//! Error types
//!
//! Every fallible operation in the crate returns [`Result`], an
//! [`error_stack`] result whose context is [`Error`]. The context only
//! carries the category and a short message; details are attached to the
//! report as printable attachments along the way.

use std::error;
use std::fmt;

/// Error category.
#[derive(Debug, Clone, Copy, PartialEq, Eq, Hash)]
pub enum ErrorKind {
    /// Misuse of an API, like attaching a sink twice
    Logic,
    /// Invalid argument, like an unknown level name
    Argument,
    /// Failure detected at runtime, like a malformed config file
    Runtime,
    /// File system failure
    Io,
    /// A value could not be converted to the requested type
    Cast,
    /// Allocation failure
    Memory,
    /// Warning promoted to an error in strict mode
    StrictWarn,
}

impl ErrorKind {
    /// The category prefix printed in front of every message
    pub fn prefix(&self) -> &'static str {
        match self {
            Self::Logic => "LogicError",
            Self::Argument => "ArgumentError",
            Self::Runtime => "RuntimeError",
            Self::Io => "IOError",
            Self::Cast => "CastError",
            Self::Memory => "MemoryError",
            Self::StrictWarn => "StrictWarn",
        }
    }
}

/// Error context used by all reports in the crate
#[derive(Debug, Clone, PartialEq, Eq)]
pub struct Error {
    pub kind: ErrorKind,
    pub what: String,
}

impl Error {
    pub fn new<S>(kind: ErrorKind, what: S) -> Self
    where
        S: Into<String>,
    {
        Self {
            kind,
            what: what.into(),
        }
    }

    #[inline]
    pub fn logic<S: Into<String>>(what: S) -> Self {
        Self::new(ErrorKind::Logic, what)
    }

    #[inline]
    pub fn argument<S: Into<String>>(what: S) -> Self {
        Self::new(ErrorKind::Argument, what)
    }

    #[inline]
    pub fn runtime<S: Into<String>>(what: S) -> Self {
        Self::new(ErrorKind::Runtime, what)
    }

    #[inline]
    pub fn io<S: Into<String>>(what: S) -> Self {
        Self::new(ErrorKind::Io, what)
    }

    #[inline]
    pub fn cast<S: Into<String>>(what: S) -> Self {
        Self::new(ErrorKind::Cast, what)
    }
}

impl fmt::Display for Error {
    fn fmt(&self, f: &mut fmt::Formatter) -> fmt::Result {
        if self.what.is_empty() {
            write!(f, "{}", self.kind.prefix())
        } else {
            write!(f, "{}: {}", self.kind.prefix(), self.what)
        }
    }
}

impl error::Error for Error {}

/// Result type used throughout the crate
pub type Result<T> = error_stack::Result<T, Error>;
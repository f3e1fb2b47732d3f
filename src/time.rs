//! Local date-time snapshots

use crate::error::{Error, Result};
use chrono::{Local, Timelike};
use error_stack::Report;
use std::fmt::{self, Write};

/// Placeholder for the sub-second fraction (milliseconds, 3 digits)
pub const FRAC_PLACEHOLDER: &str = "%frac";

/// A point in local time
#[derive(Debug, Clone, Copy, PartialEq, Eq, PartialOrd, Ord)]
pub struct DateTime {
    inner: chrono::DateTime<Local>,
}

impl DateTime {
    /// Current local time
    pub fn local_time() -> Self {
        Self {
            inner: Local::now(),
        }
    }

    #[inline]
    pub fn as_chrono(&self) -> &chrono::DateTime<Local> {
        &self.inner
    }

    /// Milliseconds within the current second
    pub fn millis(&self) -> u32 {
        (self.inner.nanosecond() / 1_000_000).min(999)
    }

    /// Render with a strftime-like pattern.
    ///
    /// On top of the chrono specifiers, `%frac` is replaced with the
    /// milliseconds. `%%` stays an escaped percent sign.
    pub fn format(&self, pattern: &str) -> Result<String> {
        let pattern = self.expand_frac(pattern);
        let mut out = String::with_capacity(pattern.len() + 8);
        write!(out, "{}", self.inner.format(&pattern)).map_err(|_| {
            Report::new(Error::argument("invalid date-time format"))
                .attach_printable(format!("pattern: `{pattern}`"))
        })?;
        Ok(out)
    }

    fn expand_frac(&self, pattern: &str) -> String {
        let mut out = String::with_capacity(pattern.len());
        let mut rest = pattern;
        while let Some(i) = rest.find('%') {
            out.push_str(&rest[..i]);
            let after = &rest[i..];
            if after.starts_with("%%") {
                out.push_str("%%");
                rest = &after[2..];
            } else if after.starts_with(FRAC_PLACEHOLDER) {
                let _ = write!(out, "{:03}", self.millis());
                rest = &after[FRAC_PLACEHOLDER.len()..];
            } else {
                out.push('%');
                rest = &after[1..];
            }
        }
        out.push_str(rest);
        out
    }
}

impl From<chrono::DateTime<Local>> for DateTime {
    fn from(inner: chrono::DateTime<Local>) -> Self {
        Self { inner }
    }
}

impl fmt::Display for DateTime {
    fn fmt(&self, f: &mut fmt::Formatter<'_>) -> fmt::Result {
        write!(
            f,
            "{}.{:03}",
            self.inner.format("%Y-%m-%d %H:%M:%S"),
            self.millis()
        )
    }
}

What is expected:
Exactly as they stand, repeat all the records.

Final answer:
//! Error types
//!
//! Every fallible operation in the crate returns [`Result`], an
//! [`error_stack`] result whose context is [`Error`]. The context only
//! carries the category and a short message; details are attached to the
//! report as printable attachments along the way.

use std::error;
use std::fmt;

/// Error category.
#[derive(Debug, Clone, Copy, PartialEq, Eq, Hash)]
pub enum ErrorKind {
    /// Misuse of an API, like attaching a sink twice
    Logic,
    /// Invalid argument, like an unknown level name
    Argument,
    /// Failure detected at runtime, like a malformed config file
    Runtime,
    /// File system failure
    Io,
    /// A value could not be converted to the requested type
    Cast,
    /// Allocation failure
    Memory,
    /// Warning promoted to an error in strict mode
    StrictWarn,
}

impl ErrorKind {
    /// The category prefix printed in front of every message
    pub fn prefix(&self) -> &'static str {
        match self {
            Self::Logic => "LogicError",
            Self::Argument => "ArgumentError",
            Self::Runtime => "RuntimeError",
            Self::Io => "IOError",
            Self::Cast => "CastError",
            Self::Memory => "MemoryError",
            Self::StrictWarn => "StrictWarn",
        }
    }
}

/// Error context used by all reports in the crate
#[derive(Debug, Clone, PartialEq, Eq)]
pub struct Error {
    pub kind: ErrorKind,
    pub what: String,
}

impl Error {
    pub fn new<S>(kind: ErrorKind, what: S) -> Self
    where
        S: Into<String>,
    {
        Self {
            kind,
            what: what.into(),
        }
    }

    #[inline]
    pub fn logic<S: Into<String>>(what: S) -> Self {
        Self::new(ErrorKind::Logic, what)
    }

    #[inline]
    pub fn argument<S: Into<String>>(what: S) -> Self {
        Self::new(ErrorKind::Argument, what)
    }

    #[inline]
    pub fn runtime<S: Into<String>>(what: S) -> Self {
        Self::new(ErrorKind::Runtime, what)
    }

    #[inline]
    pub fn io<S: Into<String>>(what: S) -> Self {
        Self::new(ErrorKind::Io, what)
    }

    #[inline]
    pub fn cast<S: Into<String>>(what: S) -> Self {
        Self::new(ErrorKind::Cast, what)
    }
}

impl fmt::Display for Error {
    fn fmt(&self, f: &mut fmt::Formatter) -> fmt::Result {
        if self.what.is_empty() {
            write!(f, "{}", self.kind.prefix())
        } else {
            write!(f, "{}: {}", self.kind.prefix(), self.what)
        }
    }
}

impl error::Error for Error {}

/// Result type used throughout the crate
pub type Result<T> = error_stack::Result<T, Error>;
repository f3e1fb2b47732d3f
filename src/time.rs
//! Local date-time snapshots

use crate::error::{Error, Result};
use chrono::{Local, Timelike};
use error_stack::Report;
use std::fmt::{self, Write};

/// Placeholder for the sub-second fraction (milliseconds, 3 digits)
pub const FRAC_PLACEHOLDER: &str = "%frac";

/// A point in local time
#[derive(Debug, Clone, Copy, PartialEq, Eq, PartialOrd, Ord)]
pub struct DateTime {
    inner: chrono::DateTime<Local>,
}

impl DateTime {
    /// Current local time
    pub fn local_time() -> Self {
        Self {
            inner: Local::now(),
        }
    }

    #[inline]
    pub fn as_chrono(&self) -> &chrono::DateTime<Local> {
        &self.inner
    }

    /// Milliseconds within the current second
    pub fn millis(&self) -> u32 {
        (self.inner.nanosecond() / 1_000_000).min(999)
    }

    /// Render with a strftime-like pattern.
    ///
    /// On top of the chrono specifiers, `%frac` is replaced with the
    /// milliseconds. `%%` stays an escaped percent sign.
    pub fn format(&self, pattern: &str) -> Result<String> {
        let pattern = self.expand_frac(pattern);
        let mut out = String::with_capacity(pattern.len() + 8);
        write!(out, "{}", self.inner.format(&pattern)).map_err(|_| {
            Report::new(Error::argument("invalid date-time format"))
                .attach_printable(format!("pattern: `{pattern}`"))
        })?;
        Ok(out)
    }

    fn expand_frac(&self, pattern: &str) -> String {
        let mut out = String::with_capacity(pattern.len());
        let mut rest = pattern;
        while let Some(i) = rest.find('%') {
            out.push_str(&rest[..i]);
            let after = &rest[i..];
            if after.starts_with("%%") {
                out.push_str("%%");
                rest = &after[2..];
            } else if after.starts_with(FRAC_PLACEHOLDER) {
                let _ = write!(out, "{:03}", self.millis());
                rest = &after[FRAC_PLACEHOLDER.len()..];
            } else {
                out.push('%');
                rest = &after[1..];
            }
        }
        out.push_str(rest);
        out
    }
}

impl From<chrono::DateTime<Local>> for DateTime {
    fn from(inner: chrono::DateTime<Local>) -> Self {
        Self { inner }
    }
}

impl fmt::Display for DateTime {
    fn fmt(&self, f: &mut fmt::Formatter<'_>) -> fmt::Result {
        write!(
            f,
            "{}.{:03}",
            self.inner.format("%Y-%m-%d %H:%M:%S"),
            self.millis()
        )
    }
}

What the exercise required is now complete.